Please provide the entries below again, word for word.

::: TASK INPUT

//! Pricing engines grouped by numerical method.

pub mod american;
pub mod analytic;
pub mod transform;
pub mod tree;

pub use american::BjerksundStenslandEngine;
pub use analytic::BlackScholesEngine;
pub use transform::HestonEngine;
pub use tree::BinomialTreeEngine;
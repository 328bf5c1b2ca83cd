//! Instrument contract definitions consumed by the pricing engines.

pub mod vanilla;

pub use vanilla::VanillaOption;
use strum::IntoEnumIterator;
use crate::utils::utils_errors::BlocksimError;
use crate::utils::utils_traits::ToAndFromRonString;

pub struct EnumUtils;
impl EnumUtils {
    pub fn get_all_variants_of_enum<T: IntoEnumIterator>() -> Vec<T> {
        let out: Vec<T> = T::iter().collect();
        out
    }
    pub fn convert_all_variants_of_enum_into_ron_strings<T: IntoEnumIterator + ToAndFromRonString>() -> Result<Vec<String>, BlocksimError> {
        let mut out = vec![];

        let variants = Self::get_all_variants_of_enum::<T>();
        for v in &variants { out.push(v.convert_to_ron_string()?); }

        Ok(out)
    }
}

#[cfg(test)]
mod tests {
    use super::*;
    use crate::environments::controllers::{ActionKind, GraspPhase};

    #[test]
    fn lists_variants_in_declaration_order() {
        assert_eq!(EnumUtils::get_all_variants_of_enum::<ActionKind>(), vec![ActionKind::Pickup, ActionKind::PutOn, ActionKind::PutOnTable]);
        assert_eq!(EnumUtils::get_all_variants_of_enum::<GraspPhase>().len(), 6);
        assert_eq!(EnumUtils::convert_all_variants_of_enum_into_ron_strings::<ActionKind>().unwrap(), vec!["Pickup", "PutOn", "PutOnTable"]);
    }
}
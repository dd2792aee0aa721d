use nalgebra::{Isometry3, Translation3, Unit, UnitQuaternion, Vector3};
use serde::{Serialize, Deserialize};
use crate::utils::utils_console::{blocksim_print, PrintColor, PrintMode};

/// A Joint holds the information about a single joint of a body's joint graph that is needed
/// to do kinematic computations on it.
///
/// Bodies follow the convention of most rigid-body engines: link `i` is the child link of joint `i`,
/// and the base of the body is not a link (a joint whose parent link is `None` is attached to the base).
/// Only movable joints (revolute or prismatic) receive a `q_idx`, i.e., a position in the body's
/// list of free joints.  Fixed joints have `q_idx == None`.
#[derive(Clone, Debug, Serialize, Deserialize)]
pub struct Joint {
    name: String,
    joint_idx: usize,
    joint_type: JointType,
    parent_link_idx: Option<usize>,
    origin_translation: Vector3<f64>,
    origin_rotation: UnitQuaternion<f64>,
    axis: Unit<Vector3<f64>>,
    limits: (f64, f64),
    q_idx: Option<usize>
}
impl Joint {
    pub fn new(name: &str, joint_idx: usize, joint_type: JointType, parent_link_idx: Option<usize>, origin_translation: Vector3<f64>, axis: Vector3<f64>, limits: (f64, f64)) -> Self {
        Self {
            name: name.to_string(),
            joint_idx,
            joint_type,
            parent_link_idx,
            origin_translation,
            origin_rotation: UnitQuaternion::identity(),
            axis: Unit::new_normalize(axis),
            limits,
            q_idx: None
        }
    }
    pub fn new_fixed(name: &str, joint_idx: usize, parent_link_idx: Option<usize>, origin_translation: Vector3<f64>) -> Self {
        Self::new(name, joint_idx, JointType::Fixed, parent_link_idx, origin_translation, Vector3::new(0., 0., 1.), (0.0, 0.0))
    }
    pub fn name(&self) -> &str {
        &self.name
    }
    pub fn joint_idx(&self) -> usize {
        self.joint_idx
    }
    pub fn joint_type(&self) -> &JointType {
        &self.joint_type
    }
    pub fn parent_link_idx(&self) -> Option<usize> {
        self.parent_link_idx
    }
    pub fn origin_translation(&self) -> &Vector3<f64> {
        &self.origin_translation
    }
    pub fn origin_rotation(&self) -> &UnitQuaternion<f64> {
        &self.origin_rotation
    }
    pub fn axis(&self) -> &Unit<Vector3<f64>> {
        &self.axis
    }
    pub fn limits(&self) -> (f64, f64) {
        self.limits
    }
    pub fn q_idx(&self) -> Option<usize> {
        self.q_idx
    }
    pub fn is_movable(&self) -> bool {
        self.joint_type != JointType::Fixed
    }
    pub fn set_q_idx(&mut self, q_idx: Option<usize>) {
        self.q_idx = q_idx;
    }
    pub fn set_origin_rotation(&mut self, origin_rotation: UnitQuaternion<f64>) {
        self.origin_rotation = origin_rotation;
    }
    /// Pose of the joint's child link frame relative to its parent link frame for the given joint value.
    pub fn local_transform(&self, joint_value: f64) -> Isometry3<f64> {
        let origin = Isometry3::from_parts(Translation3::from(self.origin_translation), self.origin_rotation);
        let motion = match self.joint_type {
            JointType::Fixed => { Isometry3::identity() }
            JointType::Revolute => { Isometry3::from_parts(Translation3::identity(), UnitQuaternion::from_axis_angle(&self.axis, joint_value)) }
            JointType::Prismatic => { Isometry3::from_parts(Translation3::from(self.axis.into_inner() * joint_value), UnitQuaternion::identity()) }
        };
        origin * motion
    }
    /// Clamps a joint value to the joint's own (model) limits.  Fixed joints always return 0.
    pub fn clamp_to_limits(&self, joint_value: f64) -> f64 {
        match self.joint_type {
            JointType::Fixed => { 0.0 }
            _ => { joint_value.max(self.limits.0).min(self.limits.1) }
        }
    }
    pub fn print_summary(&self) {
        blocksim_print(&format!(">> Joint index: "), PrintMode::Print, PrintColor::Blue, true);
        blocksim_print(&format!(" {} ", self.joint_idx), PrintMode::Print, PrintColor::None, false);
        blocksim_print(&format!("  Joint name: "), PrintMode::Print, PrintColor::Blue, true);
        blocksim_print(&format!(" {} ", self.name), PrintMode::Print, PrintColor::None, false);
        blocksim_print(&format!("  Type: "), PrintMode::Print, PrintColor::Blue, true);
        blocksim_print(&format!(" {:?} ", self.joint_type), PrintMode::Print, PrintColor::None, false);
        blocksim_print(&format!("  Parent link: "), PrintMode::Print, PrintColor::Blue, true);
        blocksim_print(&format!(" {:?} ", self.parent_link_idx), PrintMode::Print, PrintColor::None, false);
        blocksim_print(&format!("  q index: "), PrintMode::Print, PrintColor::Blue, true);
        let c = if self.q_idx.is_some() { PrintColor::Green } else { PrintColor::Red };
        blocksim_print(&format!(" {:?} ", self.q_idx), PrintMode::Println, c, false);
    }
}

/// Specifies the motion type of a Joint.
#[derive(Clone, Copy, Debug, Serialize, Deserialize, PartialEq, Eq)]
pub enum JointType {
    Fixed,
    Revolute,
    Prismatic
}

#[cfg(test)]
mod tests {
    use super::*;
    use std::f64::consts::FRAC_PI_2;

    #[test]
    fn revolute_local_transform_rotates_about_axis() {
        let j = Joint::new("j", 0, JointType::Revolute, None, Vector3::new(0., 0., 1.), Vector3::new(0., 1., 0.), (-2., 2.));
        let t = j.local_transform(FRAC_PI_2);
        let p = t * nalgebra::Point3::new(1., 0., 0.);
        assert!((p.x - 0.0).abs() < 1e-9);
        assert!((p.z - 0.0).abs() < 1e-9);
    }

    #[test]
    fn fixed_joints_ignore_their_value() {
        let j = Joint::new_fixed("f", 0, None, Vector3::new(0.1, 0., 0.));
        assert_eq!(j.local_transform(3.0), j.local_transform(0.0));
        assert_eq!(j.clamp_to_limits(1.0), 0.0);
        assert!(!j.is_movable());
    }
}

::::::

* [OUTPUT OF THE TASK]:
//! Pricing engines grouped by numerical method.

pub mod american;
pub mod analytic;
pub mod transform;
pub mod tree;

pub use american::BjerksundStenslandEngine;
pub use analytic::BlackScholesEngine;
pub use transform::HestonEngine;
pub use tree::BinomialTreeEngine;
repository 328bf5c1b2ca83cd
//! Instrument contract definitions consumed by the pricing engines.

pub mod vanilla;

pub use vanilla::VanillaOption;
use strum::IntoEnumIterator;
use crate::utils::utils_errors::BlocksimError;
use crate::utils::utils_traits::ToAndFromRonString;

pub struct EnumUtils;
impl EnumUtils {
    pub fn get_all_variants_of_enum<T: IntoEnumIterator>() -> Vec<T> {
        let out: Vec<T> = T::iter().collect();
        out
    }
    pub fn convert_all_variants_of_enum_into_ron_strings<T: IntoEnumIterator + ToAndFromRonString>() -> Result<Vec<String>, BlocksimError> {
        let mut out = vec![];

        let variants = Self::get_all_variants_of_enum::<T>();
        for v in &variants { out.push(v.convert_to_ron_string()?); }

        Ok(out)
    }
}

#[cfg(test)]
mod tests {
    use super::*;
    use crate::environments::controllers::{ActionKind, GraspPhase};

    #[test]
    fn lists_variants_in_declaration_order() {
        assert_eq!(EnumUtils::get_all_variants_of_enum::<ActionKind>(), vec![ActionKind::Pickup, ActionKind::PutOn, ActionKind::PutOnTable]);
        assert_eq!(EnumUtils::get_all_variants_of_enum::<GraspPhase>().len(), 6);
        assert_eq!(EnumUtils::convert_all_variants_of_enum_into_ron_strings::<ActionKind>().unwrap(), vec!["Pickup", "PutOn", "PutOnTable"]);
    }
}
repository dd2792aee0aa721d
use nalgebra::{Isometry3, Translation3, Unit, UnitQuaternion, Vector3};
use serde::{Serialize, Deserialize};
use crate::utils::utils_console::{blocksim_print, PrintColor, PrintMode};

/// A Joint holds the information about a single joint of a body's joint graph that is needed
/// to do kinematic computations on it.
///
/// Bodies follow the convention of most rigid-body engines: link `i` is the child link of joint `i`,
/// and the base of the body is not a link (a joint whose parent link is `None` is attached to the base).
/// Only movable joints (revolute or prismatic) receive a `q_idx`, i.e., a position in the body's
/// list of free joints.  Fixed joints have `q_idx == None`.
#[derive(Clone, Debug, Serialize, Deserialize)]
pub struct Joint {
    name: String,
    joint_idx: usize,
    joint_type: JointType,
    parent_link_idx: Option<usize>,
    origin_translation: Vector3<f64>,
    origin_rotation: UnitQuaternion<f64>,
    axis: Unit<Vector3<f64>>,
    limits: (f64, f64),
    q_idx: Option<usize>
}
impl Joint {
    pub fn new(name: &str, joint_idx: usize, joint_type: JointType, parent_link_idx: Option<usize>, origin_translation: Vector3<f64>, axis: Vector3<f64>, limits: (f64, f64)) -> Self {
        Self {
            name: name.to_string(),
            joint_idx,
            joint_type,
            parent_link_idx,
            origin_translation,
            origin_rotation: UnitQuaternion::identity(),
            axis: Unit::new_normalize(axis),
            limits,
            q_idx: None
        }
    }
    pub fn new_fixed(name: &str, joint_idx: usize, parent_link_idx: Option<usize>, origin_translation: Vector3<f64>) -> Self {
        Self::new(name, joint_idx, JointType::Fixed, parent_link_idx, origin_translation, Vector3::new(0., 0., 1.), (0.0, 0.0))
    }
    pub fn name(&self) -> &str {
        &self.name
    }
    pub fn joint_idx(&self) -> usize {
        self.joint_idx
    }
    pub fn joint_type(&self) -> &JointType {
        &self.joint_type
    }
    pub fn parent_link_idx(&self) -> Option<usize> {
        self.parent_link_idx
    }
    pub fn origin_translation(&self) -> &Vector3<f64> {
        &self.origin_translation
    }
    pub fn origin_rotation(&self) -> &UnitQuaternion<f64> {
        &self.origin_rotation
    }
    pub fn axis(&self) -> &Unit<Vector3<f64>> {
        &self.axis
    }
    pub fn limits(&self) -> (f64, f64) {
        self.limits
    }
    pub fn q_idx(&self) -> Option<usize> {
        self.q_idx
    }
    pub fn is_movable(&self) -> bool {
        self.joint_type != JointType::Fixed
    }
    pub fn set_q_idx(&mut self, q_idx: Option<usize>) {
        self.q_idx = q_idx;
    }
    pub fn set_origin_rotation(&mut self, origin_rotation: UnitQuaternion<f64>) {
        self.origin_rotation = origin_rotation;
    }
    /// Pose of the joint's child link frame relative to its parent link frame for the given joint value.
    pub fn local_transform(&self, joint_value: f64) -> Isometry3<f64> {
        let origin = Isometry3::from_parts(Translation3::from(self.origin_translation), self.origin_rotation);
        let motion = match self.joint_type {
            JointType::Fixed => { Isometry3::identity() }
            JointType::Revolute => { Isometry3::from_parts(Translation3::identity(), UnitQuaternion::from_axis_angle(&self.axis, joint_value)) }
            JointType::Prismatic => { Isometry3::from_parts(Translation3::from(self.axis.into_inner() * joint_value), UnitQuaternion::identity()) }
        };
        origin * motion
    }
    /// Clamps a joint value to the joint's own (model) limits.  Fixed joints always return 0.
    pub fn clamp_to_limits(&self, joint_value: f64) -> f64 {
        match self.joint_type {
            JointType::Fixed => { 0.0 }
            _ => { joint_value.max(self.limits.0).min(self.limits.1) }
        }
    }
    pub fn print_summary(&self) {
        blocksim_print(&format!(">> Joint index: "), PrintMode::Print, PrintColor::Blue, true);
        blocksim_print(&format!(" {} ", self.joint_idx), PrintMode::Print, PrintColor::None, false);
        blocksim_print(&format!("  Joint name: "), PrintMode::Print, PrintColor::Blue, true);
        blocksim_print(&format!(" {} ", self.name), PrintMode::Print, PrintColor::None, false);
        blocksim_print(&format!("  Type: "), PrintMode::Print, PrintColor::Blue, true);
        blocksim_print(&format!(" {:?} ", self.joint_type), PrintMode::Print, PrintColor::None, false);
        blocksim_print(&format!("  Parent link: "), PrintMode::Print, PrintColor::Blue, true);
        blocksim_print(&format!(" {:?} ", self.parent_link_idx), PrintMode::Print, PrintColor::None, false);
        blocksim_print(&format!("  q index: "), PrintMode::Print, PrintColor::Blue, true);
        let c = if self.q_idx.is_some() { PrintColor::Green } else { PrintColor::Red };
        blocksim_print(&format!(" {:?} ", self.q_idx), PrintMode::Println, c, false);
    }
}

/// Specifies the motion type of a Joint.
#[derive(Clone, Copy, Debug, Serialize, Deserialize, PartialEq, Eq)]
pub enum JointType {
    Fixed,
    Revolute,
    Prismatic
}

#[cfg(test)]
mod tests {
    use super::*;
    use std::f64::consts::FRAC_PI_2;

    #[test]
    fn revolute_local_transform_rotates_about_axis() {
        let j = Joint::new("j", 0, JointType::Revolute, None, Vector3::new(0., 0., 1.), Vector3::new(0., 1., 0.), (-2., 2.));
        let t = j.local_transform(FRAC_PI_2);
        let p = t * nalgebra::Point3::new(1., 0., 0.);
        assert!((p.x - 0.0).abs() < 1e-9);
        assert!((p.z - 0.0).abs() < 1e-9);
    }

    #[test]
    fn fixed_joints_ignore_their_value() {
        let j = Joint::new_fixed("f", 0, None, Vector3::new(0.1, 0., 0.));
        assert_eq!(j.local_transform(3.0), j.local_transform(0.0));
        assert_eq!(j.clamp_to_limits(1.0), 0.0);
        assert!(!j.is_movable());
    }
}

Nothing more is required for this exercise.